I had my 1st chemo yesterday. Labs first. Many tubes as they Needed many for the research study i am in. I got a "take home" fecal test. On demand I could not do that, so i am bringing it back today before my next chemo.
The dr. seems very excited for my journey. He wanted to know again how it was I got to him? I gave hime the story that a wonderful NP I had with me my whole journey went on pregnancy and did not come back. I said i was seeing her in August and wanted to cover the blood numbers. She would tell the new Medical Oncologist I was assigned to and never met. Mine went to Cedars Sinai. I told him i was bothered, so I contacted the DR's office i saw about my blood clot. Threw the COH patient portal i requested an appointment and after about 3 exchanges and phone calls, I got the person on the phone who made the calls and got approval to put in the request to see the hematologist. That is how i arrived in the Dr's office in late September 2023.
Advocating for ourselves. I must say parts of myself yesterday thought this is real. As the Dr scrolled through my numbers and diagnosis, he said i am here at the right time. If i did not do this transplant I would continue to have blood numbers flip around, little by little all that is going on now would decline. I would say I am on the cusp. This may just cure me. I met a young woman half my age who had some bad side aches last July. Had a surgery to supposedly solve the pain, but she got another test and was found though that she had leukemia. What she said? I did not ask her name. But i mentioned her to the DR. and he said her name is Alexa. Her family has 2 people with leukemia, so it is possible it is genetic. I felt so blessed to meet her, she is 3 weeks past transplant and is staying at the hotel local to COH. She said she left the transplant area at the hospital as her body was accepting the new cells and she was feeling great.

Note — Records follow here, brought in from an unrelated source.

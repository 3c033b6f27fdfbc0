use actix_web::{web, HttpResponse};
use validator::Validate;

use ag_core::repositories::{SessionRepository, UserRepository};

use crate::app::AppState;
use crate::dto::auth::{ChangePasswordRequest, MessageResponse};
use crate::handlers::error::{handle_domain_error, handle_validation_errors};
use crate::middleware::auth::RefreshCookie;

use super::clear_token_cookies;

/// Handler for PUT /password
///
/// Changes the caller's own password. All of the caller's sessions end,
/// including this one, so both cookies are cleared.
///
/// # Request Body
///
/// ```json
/// {
///     "currentPassword": "Password12!",
///     "newPassword": "newPW129!!"
/// }
/// ```
///
/// ## Errors
/// - 400 Bad Request: Malformed body or new password rejected by the policy
/// - 401 Unauthorized: No live session, or wrong current password
pub async fn change_password<U, S>(
    state: web::Data<AppState<U, S>>,
    refresh: RefreshCookie,
    request: web::Json<ChangePasswordRequest>,
) -> HttpResponse
where
    U: UserRepository + 'static,
    S: SessionRepository + 'static,
{
    if let Err(errors) = request.validate() {
        return handle_validation_errors(&errors);
    }

    let verification = match state.auth_service.verify_refresh(&refresh.0).await {
        Ok(verification) => verification,
        Err(error) => return handle_domain_error(&error),
    };

    match state
        .auth_service
        .change_password(
            &verification.claims.username,
            &request.current_password,
            &request.new_password,
        )
        .await
    {
        Ok(()) => {
            let mut response = HttpResponse::Ok();
            clear_token_cookies(&mut response, &state.cookies);
            response.json(MessageResponse::new("Password changed"))
        }
        Err(error) => handle_domain_error(&error),
    }
}
//! Token entities for JWT-based authentication.

use serde::{Deserialize, Serialize};

/// Name of the cookie carrying the access token
pub const ACCESS_TOKEN_COOKIE: &str = "X-ACCESS-TOKEN";

/// Name of the cookie carrying the refresh token
pub const REFRESH_TOKEN_COOKIE: &str = "X-REFRESH-TOKEN";

/// Kind of a signed token
///
/// Each kind is signed with its own secret, and the kind is also carried in
/// the payload so a token verified with the wrong expectation is rejected.
#[derive(Debug, Clone, Copy, PartialEq, Eq, Hash, Serialize, Deserialize)]
#[serde(rename_all = "lowercase")]
pub enum TokenType {
    Access,
    Refresh,
}

impl TokenType {
    pub fn as_str(&self) -> &'static str {
        match self {
            TokenType::Access => "access",
            TokenType::Refresh => "refresh",
        }
    }
}

impl std::fmt::Display for TokenType {
    fn fmt(&self, f: &mut std::fmt::Formatter<'_>) -> std::fmt::Result {
        f.write_str(self.as_str())
    }
}

/// Identity carried by a token, without any transport fields
///
/// `is_admin` is a snapshot taken when the token was issued.
#[derive(Debug, Clone, PartialEq, Eq, Serialize, Deserialize)]
pub struct TokenClaims {
    /// Username the token was issued to
    pub username: String,

    /// Administrator flag at issuance
    #[serde(rename = "admin")]
    pub is_admin: bool,

    /// Access or refresh
    #[serde(rename = "type")]
    pub token_type: TokenType,
}

impl TokenClaims {
    /// Creates claims for an access token
    pub fn access(username: impl Into<String>, is_admin: bool) -> Self {
        Self {
            username: username.into(),
            is_admin,
            token_type: TokenType::Access,
        }
    }

    /// Creates claims for a refresh token
    pub fn refresh(username: impl Into<String>, is_admin: bool) -> Self {
        Self {
            username: username.into(),
            is_admin,
            token_type: TokenType::Refresh,
        }
    }

    /// Same identity, different token kind
    pub fn as_type(&self, token_type: TokenType) -> Self {
        Self {
            username: self.username.clone(),
            is_admin: self.is_admin,
            token_type,
        }
    }
}

/// Access and refresh token issued together at login
#[derive(Clone, PartialEq, Eq)]
pub struct TokenPair {
    /// JWT access token
    pub access_token: String,

    /// JWT refresh token, also the session key
    pub refresh_token: String,

    /// Access token expiry time in seconds
    pub access_expires_in: i64,

    /// Refresh token expiry time in seconds
    pub refresh_expires_in: i64,
}

impl TokenPair {
    /// Creates a new token pair
    pub fn new(
        access_token: String,
        refresh_token: String,
        access_expires_in: i64,
        refresh_expires_in: i64,
    ) -> Self {
        Self {
            access_token,
            refresh_token,
            access_expires_in,
            refresh_expires_in,
        }
    }
}

impl std::fmt::Debug for TokenPair {
    fn fmt(&self, f: &mut std::fmt::Formatter<'_>) -> std::fmt::Result {
        f.debug_struct("TokenPair")
            .field("access_token", &"<redacted>")
            .field("refresh_token", &"<redacted>")
            .field("access_expires_in", &self.access_expires_in)
            .field("refresh_expires_in", &self.refresh_expires_in)
            .finish()
    }
}

/// Result of checking a refresh token against the session store
#[derive(Debug, Clone, PartialEq, Eq)]
pub struct RefreshVerification {
    /// Claims decoded from the token
    pub claims: TokenClaims,

    /// The session expires within the renewal window
    pub need_renew: bool,
}

/// Result of exchanging a refresh token for a new access token
#[derive(Clone, PartialEq, Eq)]
pub struct RefreshOutcome {
    /// Newly minted access token
    pub access_token: String,

    /// Access token expiry time in seconds
    pub access_expires_in: i64,

    /// Replacement refresh token when the old one was rotated
    pub refresh_token: Option<String>,

    /// Refresh token expiry time in seconds
    pub refresh_expires_in: i64,
}

impl std::fmt::Debug for RefreshOutcome {
    fn fmt(&self, f: &mut std::fmt::Formatter<'_>) -> std::fmt::Result {
        f.debug_struct("RefreshOutcome")
            .field("access_token", &"<redacted>")
            .field("rotated", &self.refresh_token.is_some())
            .finish()
    }
}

Today is my second day. I got the pic line in, and Dennis and Oliver completed the job. My father and brother are named Dennis. Both of these fellows were excellent and explain as they went using the monitor to show the needle into the vein, and confirming the sounds i was hearing was my blood swishing through the vein. Oliver said i was very in tune to the moment to hear the sound and know. Many say nothing as they complete the procedure.
The infusion nurse? She is in the Freedom Day hospital. That area is next to the infusion area I used during my chemo and treatments in 2021 and 2022. It had been for kids with cancer, but it was being renovated for some of the time as i remembered. Now it is the place bone marrow transplant patients get their infusions. One patient had finished the series and the bell was rung for him. All nurses were cheering. I think i head him say it was his 2nd time here.
My nurse was delightful. She confirmed that the Dr. was right about my 5 days if chemo. No heavy nausea has been reported by her patients. Fatigue and for some bowel issues. BUT, the 2nd one dose of chemo will cause hair loss. Yep, I had about 1.5 hours thinking I would not lose my hair. I had already stopped at the Positive image center to ask how much notice they need to cut my hair. I asked Mayra there if she would show me how to style my curly wig. I said I never wore it as I thought my initial move from long hair for 40 years to short hair was too much of a shock in November of 2023. This wig was too much. I had another short one i wore. I attended a convention wearing that wig and a number of people said they loved my new hair style. I think it is important to talk about this subject. For cancer patients and those who face the loss of their hair, my hope is their hospital or treatment facility has a department that address this and assists. The COH has one, that had been in a small room in the women's center in 2021 when i got my hair cut there. It did move into a wing of the hospital being renovated. A beautiful set of rooms I will post a picture of later.
I woke up today having cereal and coffee. Next is a lot more water.